The report found that there was a significant overrepresentation of children of color in the nation’s child welfare system. The GAO study (GAO-07-816) found that the level of poverty, lack of support services and racial bias and other factors resulted in Black children representing more than one-third of the children in foster care.
“A child’s need for a permanent home is not dictated by the color of his or her skin. And yet, this report clearly confirms that African-American children are much more likely to be stuck in foster care limbo than other children,” said Rep. Jim McDermott, Washington Democrat and chairman of the House Ways and Means subcommittee on income security and family support, which has been holding hearings on foster care issues.
The report recommended that Congress consider amending federal law to allow federal reimbursement for legal guardianship and called on HHS to assist state efforts to find permanent homes for Black children and reduce the disproportionate number of children in foster care.
“We commend Congressman Rangel for his leadership on this critical issue in our nation’s child welfare system,” said Christine James-Brown, President and CEO of the Child Welfare League of America (CWLA).
“We hope this report will build momentum toward a solution to this challenge that must include legislation that would extend Title IV-E funding to kinship families,” she continued.
CWLA has rejected as inadequate an Administration proposal to replace Title IV-E with a state optional block grant.
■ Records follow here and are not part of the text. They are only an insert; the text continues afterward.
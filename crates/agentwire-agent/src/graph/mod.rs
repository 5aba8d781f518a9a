//! Workflow graph engine: content-routed, event-emitting node execution.
//!
//! A workflow is a directed graph of [`Node`]s connected by [`Edge`]s. The
//! entry node (the router) chooses an action label; the executor follows
//! the edge registered for that label, runs the action node, and stops at
//! [`END`]. Every node visit is announced to an [`EventSink`] before it
//! runs, and every reply a node produces is announced after.
//!
//! [`EventSink`]: agentwire_core::event::EventSink

pub mod edge;
pub mod executor;
pub mod node;

pub use edge::{Edge, EdgeCondition, END};
pub use executor::{ExecutionResult, GraphExecutor};
pub use node::Node;

use std::time::Duration;

use agentwire_core::config::WorkflowConfig;
use agentwire_core::error::Result;

use crate::steps::{
    AnalyzeContent, CalculateMetrics, GeneralResponse, ProcessWorkflow, Router, SearchKnowledge,
    ANALYZE_CONTENT, CALCULATE_METRICS, GENERAL_RESPONSE, PROCESS_WORKFLOW, ROUTER,
    SEARCH_KNOWLEDGE,
};

/// The two-level graph: route once, run exactly one action node, stop.
pub fn standard_graph(config: &WorkflowConfig) -> Result<GraphExecutor> {
    let nodes = vec![
        Node::new(Router),
        Node::new(AnalyzeContent),
        Node::new(SearchKnowledge),
        Node::new(CalculateMetrics),
        Node::new(ProcessWorkflow),
        Node::new(GeneralResponse),
    ];

    let actions = [
        ANALYZE_CONTENT,
        SEARCH_KNOWLEDGE,
        CALCULATE_METRICS,
        PROCESS_WORKFLOW,
        GENERAL_RESPONSE,
    ];

    let mut edges: Vec<Edge> = actions
        .iter()
        .map(|action| Edge::on_label(ROUTER, *action, *action))
        .collect();
    edges.push(Edge::fallback(ROUTER, GENERAL_RESPONSE));
    edges.extend(actions.iter().map(|action| Edge::to_end(*action)));

    Ok(GraphExecutor::new(nodes, edges, ROUTER)?
        .with_step_delay(Duration::from_millis(config.step_delay_ms))
        .with_max_steps(config.max_steps))
}

#[cfg(test)]
mod tests {
    use super::*;

    #[test]
    fn standard_graph_builds() {
        let config = WorkflowConfig::default();
        let graph = standard_graph(&config).unwrap();
        assert_eq!(graph.entry_node(), ROUTER);
        assert_eq!(graph.node_ids().len(), 6);
    }
}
Historically, Black children are more likely to be placed with other relatives in what is called “kinship care.” The report is recommending that action is needed to provide kinship caregivers with access to an array of needed supports and services such as counseling, child care, affordable housing, and substance abuse treatment.
Michelle Washington’s story is classic. Her daughter got caught up in the crack epidemic leaving her mother with three children that have been with her since they were toddlers.
The children are now in there teens and Mrs. Washington still has them.
“I just couldn’t see these babies go to foster care and stay there. Nobody’s adopting Black children. I had to take them. They didn’t have anywhere else to go. They are my grandchildren, so now they live with me. Their mother is still on the streets and I don’t know where their daddy is,” she told The Final Call.
In its report on “African American Children in Foster Care,” the GAO said that in 2004, Black children accounted for 162,911, or 34 percent, of the 482,541 children in state care. This is double the proportion of Black children in the general child population, the GAO said.
To explain this “racial disproportionality,” the GAO checked to see whether there was more abuse and neglect in Black families, but the federal National Incidence Study of Child Abuse and Neglect showed that children of all races and ethnicities are equally likely to be abused or neglected.
The GAO concluded in the report that poverty and racial bias played roles in getting Black children into foster care. It also found that Black children stayed in the system longer because they were often placed with relatives in subsidized “kinship care.”
It was hard to move these children into permanent arrangements, the GAO explained in the report, because Black relatives didn’t like the termination of parental rights–which meant they couldn’t adopt the children–or they didn’t want to become legal permanent guardians and forfeit the “kinship care” subsidy.